Missouri declares Christianity its official religion.

Perry Dane dane at crab.rutgers.edu
Fri Mar 3 13:23:01 PST 2006


	A not-very-analytic observation on a Friday afternoon:

	I happened to read these posts on the Missouri resolution at about 
the same time as I was taking a look at a remarkable document called 
the "Flushing Remonstrance," written in 1657, in which the leaders 
and citizens of Town of Flushing told Governor Stuyvesant of the 
then-Dutch colony of New Amsterdam (later, of course, New York) that 
they would not cooperate with his oppressive measures against the 
Quakers.  The document is often called the first formal statement of 
religious liberty in the American colonies, and some treat it as one 
of the direct precursors to the First Amendment.  Unsurprisingly, its 
argument for religious liberty is, in large measure, a religious argument.

	It strikes me, for what it's worth, that the Missouri resolution not 
only contradicts the Constitution (whether it "violates" it is a more 
complicated question having to do with the status of such legislative 
expressions of opinion), it also, in the saddest possible way, 
violates the "law of love, peace, and liberty" referred to in the 
Flushing Remonstrance.  Moreover, with all its talk of majority 
rights, the Missouri resolution is really more a statement of 
identity politics by an angry faction than a genuine defense of 
either religious values in general or even Christianity in particular.

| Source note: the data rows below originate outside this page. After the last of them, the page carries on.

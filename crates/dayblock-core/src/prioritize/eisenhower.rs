//! Eisenhower matrix scoring: urgency/importance quadrant classification.

use chrono::{DateTime, Utc};

use super::{Methodology, PrioritizationResult};
use crate::task::{CalculatedPriority, EnergyLevel, Priority, RatingClass, Task};

/// Quadrant labels in priority order.
const DO_FIRST: &str = "Do First";
const SCHEDULE: &str = "Schedule";
const DELEGATE: &str = "Delegate";
const ELIMINATE: &str = "Eliminate";

/// Urgency on a 1-10 scale derived from days until the due date.
///
/// A task without a due date scores 3 rather than the minimum: having no
/// plan at all should not rank above tasks that at least carry one.
pub fn urgency_score(task: &Task, now: DateTime<Utc>) -> f64 {
    let Some(due) = task.due_date else {
        return 3.0;
    };

    let days_until = (due - now).num_days();
    if due < now {
        10.0
    } else {
        match days_until {
            0 => 9.0,
            1 => 8.0,
            2..=3 => 7.0,
            4..=7 => 5.0,
            8..=14 => 3.0,
            _ => 2.0,
        }
    }
}

/// Importance on a 1-10 scale from priority, complexity, impact, energy.
pub fn importance_score(task: &Task) -> f64 {
    let mut score: f64 = 5.0;

    score += match task.priority {
        Priority::High => 3.0,
        Priority::Medium => 1.0,
        Priority::Low => -1.0,
    };

    if task.complexity_class() == RatingClass::High {
        score += 2.0;
    }
    if task.impact_class() == RatingClass::High {
        score += 2.0;
    }
    if task.energy == EnergyLevel::High {
        score += 1.0;
    }

    score.clamp(1.0, 10.0)
}

fn quadrant(importance: f64, urgency: f64) -> (&'static str, CalculatedPriority) {
    match (importance >= 7.0, urgency >= 7.0) {
        (true, true) => (DO_FIRST, CalculatedPriority::Urgent),
        (true, false) => (SCHEDULE, CalculatedPriority::High),
        (false, true) => (DELEGATE, CalculatedPriority::Medium),
        (false, false) => (ELIMINATE, CalculatedPriority::Low),
    }
}

/// Score each task under the Eisenhower matrix, in input order.
pub fn score_tasks(tasks: &[Task], now: DateTime<Utc>) -> Vec<PrioritizationResult> {
    tasks
        .iter()
        .map(|task| {
            let urgency = urgency_score(task, now);
            let importance = importance_score(task);
            let (label, calculated) = quadrant(importance, urgency);
            let score = importance * 0.6 + urgency * 0.4;

            PrioritizationResult {
                task_id: task.id.clone(),
                original_priority: task.priority,
                calculated_priority: calculated,
                score,
                reasoning: format!(
                    "Importance {:.0}/10, urgency {:.0}/10 -> {}",
                    importance, urgency, label
                ),
                methodology: Methodology::Eisenhower,
                category: Some(label.to_string()),
            }
        })
        .collect()
}

#[cfg(test)]
mod tests {
    use super::*;
    use chrono::Duration;

    fn make_task(id: &str) -> Task {
        Task::new(id, format!("Task {}", id))
    }

    #[test]
    fn test_urgency_table() {
        let now = Utc::now();
        let overdue = make_task("1").with_due_date(now - Duration::hours(1));
        assert_eq!(urgency_score(&overdue, now), 10.0);

        let today = make_task("2").with_due_date(now + Duration::hours(6));
        assert_eq!(urgency_score(&today, now), 9.0);

        let tomorrow = make_task("3").with_due_date(now + Duration::days(1) + Duration::hours(1));
        assert_eq!(urgency_score(&tomorrow, now), 8.0);

        let three_days = make_task("4").with_due_date(now + Duration::days(3));
        assert_eq!(urgency_score(&three_days, now), 7.0);

        let week = make_task("5").with_due_date(now + Duration::days(6));
        assert_eq!(urgency_score(&week, now), 5.0);

        let fortnight = make_task("6").with_due_date(now + Duration::days(12));
        assert_eq!(urgency_score(&fortnight, now), 3.0);

        let later = make_task("7").with_due_date(now + Duration::days(40));
        assert_eq!(urgency_score(&later, now), 2.0);

        let no_due = make_task("8");
        assert_eq!(urgency_score(&no_due, now), 3.0);
    }

    #[test]
    fn test_importance_additives() {
        let base = make_task("1");
        // base 5 + medium priority 1
        assert_eq!(importance_score(&base), 6.0);

        let stacked = make_task("2")
            .with_priority(Priority::High)
            .with_complexity(5)
            .with_impact(5)
            .with_energy(EnergyLevel::High);
        // 5 + 3 + 2 + 2 + 1 = 13, clamped to 10
        assert_eq!(importance_score(&stacked), 10.0);

        let weak = make_task("3")
            .with_priority(Priority::Low)
            .with_complexity(1)
            .with_impact(1);
        assert_eq!(importance_score(&weak), 4.0);
    }

    #[test]
    fn test_quadrant_assignment() {
        let now = Utc::now();

        // Important and urgent: Do First
        let do_first = make_task("1")
            .with_priority(Priority::High)
            .with_impact(5)
            .with_due_date(now + Duration::hours(2));
        let results = score_tasks(&[do_first], now);
        assert_eq!(results[0].category.as_deref(), Some("Do First"));
        assert_eq!(results[0].calculated_priority, CalculatedPriority::Urgent);

        // Important but not urgent: Schedule
        let schedule = make_task("2")
            .with_priority(Priority::High)
            .with_impact(5)
            .with_due_date(now + Duration::days(30));
        let results = score_tasks(&[schedule], now);
        assert_eq!(results[0].category.as_deref(), Some("Schedule"));
        assert_eq!(results[0].calculated_priority, CalculatedPriority::High);

        // Urgent but not important: Delegate
        let delegate = make_task("3")
            .with_priority(Priority::Low)
            .with_impact(1)
            .with_complexity(1)
            .with_due_date(now + Duration::hours(2));
        let results = score_tasks(&[delegate], now);
        assert_eq!(results[0].category.as_deref(), Some("Delegate"));
        assert_eq!(results[0].calculated_priority, CalculatedPriority::Medium);

        // Neither: Eliminate
        let eliminate = make_task("4")
            .with_priority(Priority::Low)
            .with_impact(1)
            .with_complexity(1);
        let results = score_tasks(&[eliminate], now);
        assert_eq!(results[0].category.as_deref(), Some("Eliminate"));
        assert_eq!(results[0].calculated_priority, CalculatedPriority::Low);
    }

    #[test]
    fn test_score_is_weighted_blend() {
        let now = Utc::now();
        let task = make_task("1")
            .with_priority(Priority::High)
            .with_impact(5)
            .with_complexity(5)
            .with_due_date(now + Duration::hours(2));

        let results = score_tasks(&[task], now);
        // importance 10 (clamped), urgency 9
        assert!((results[0].score - (10.0 * 0.6 + 9.0 * 0.4)).abs() < 1e-9);
    }
}
//! Evaluation of isolated fragments inside a [`Sandbox`].
//!
//! Structured results are flattened by a small helper running inside the
//! interpreter and handed back as JSON text, so nothing but plain strings
//! crosses the sandbox boundary.

use crate::error::{EvaluationFailure, EvaluationOutcome};
use crate::sandbox::{Completion, Sandbox};
use crate::types::{CandidateParameter, ChunkPath};
use std::collections::BTreeSet;

/// String elements of every own array-valued property
const FLATTEN_MANIFEST: &str = r#"(function (value) {
  var found = [];
  if (value === null || typeof value !== "object") {
    return JSON.stringify(found);
  }
  Object.keys(value).forEach(function (key) {
    var entry = value[key];
    if (Array.isArray(entry)) {
      entry.forEach(function (item) {
        if (typeof item === "string") {
          found.push(item);
        }
      });
    }
  });
  return JSON.stringify(found);
})"#;

/// String elements of an array
const STRING_ELEMENTS: &str = r#"(function (value) {
  var found = [];
  if (Array.isArray(value)) {
    value.forEach(function (item) {
      if (typeof item === "string") {
        found.push(item);
      }
    });
  }
  return JSON.stringify(found);
})"#;

/// Evaluate a manifest expression once and flatten its array-valued
/// properties. A non-object result yields nothing.
pub fn evaluate_manifest(sandbox: &mut Sandbox, expression: &str) -> Vec<String> {
    collect(sandbox, FLATTEN_MANIFEST, expression, "manifest")
}

/// String elements of an array-valued expression
pub fn evaluate_string_list(sandbox: &mut Sandbox, expression: &str) -> Vec<String> {
    collect(sandbox, STRING_ELEMENTS, expression, "string list")
}

fn collect(sandbox: &mut Sandbox, helper: &str, expression: &str, what: &str) -> Vec<String> {
    let code = format!("{helper}(\n{expression}\n)");
    match sandbox.eval(&code).and_then(decode_list) {
        Ok(values) => values,
        Err(failure) => {
            log::debug!("Evaluating {what} failed: {failure}");
            Vec::new()
        }
    }
}

fn decode_list(completion: Completion) -> Result<Vec<String>, EvaluationFailure> {
    match completion {
        Completion::String(json) => serde_json::from_str(&json)
            .map_err(|err| EvaluationFailure::Malformed(err.to_string())),
        other => Err(EvaluationFailure::NonString(other.type_name())),
    }
}

/// Invoke `function_text` with one candidate argument.
///
/// Only non-empty strings free of `undefined` are accepted; a result like
/// `"undefined.js"` means the lookup missed and the miss was concatenated.
pub fn evaluate_candidate(
    sandbox: &mut Sandbox,
    function_text: &str,
    candidate: &CandidateParameter,
) -> EvaluationOutcome {
    let code = format!("({function_text})({})", candidate.to_js_argument());
    match sandbox.eval(&code)? {
        Completion::String(value) if value.is_empty() => Err(EvaluationFailure::Empty),
        Completion::String(value) if value.contains("undefined") => {
            Err(EvaluationFailure::UndefinedConcatenation(value))
        }
        Completion::String(value) => Ok(value),
        other => Err(EvaluationFailure::NonString(other.type_name())),
    }
}

/// Invoke `function_text` once per candidate and keep the accepted results.
///
/// A failing candidate is discarded on its own; the rest still run.
pub fn evaluate_candidates(
    sandbox: &mut Sandbox,
    function_text: &str,
    candidates: &[CandidateParameter],
) -> BTreeSet<ChunkPath> {
    let mut chunks = BTreeSet::new();
    for candidate in candidates {
        match evaluate_candidate(sandbox, function_text, candidate) {
            Ok(value) => chunks.extend(ChunkPath::new(value)),
            Err(failure) => log::trace!("Candidate {candidate} discarded: {failure}"),
        }
    }
    chunks
}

	I am also reminded here of Bob Cover's discussion of 
"commitment."  The authors of the Flushing Remonstrance knew that 
Stuyvesant would end up arresting them, which he did.  I am not 
proposing, of course, that anyone actually test the mettle of the 
Missouri legislators by arresting them, but I wonder how many of them 
would have the courage of their convictions if that were the likely 
outcome of their little legal-literary exercise.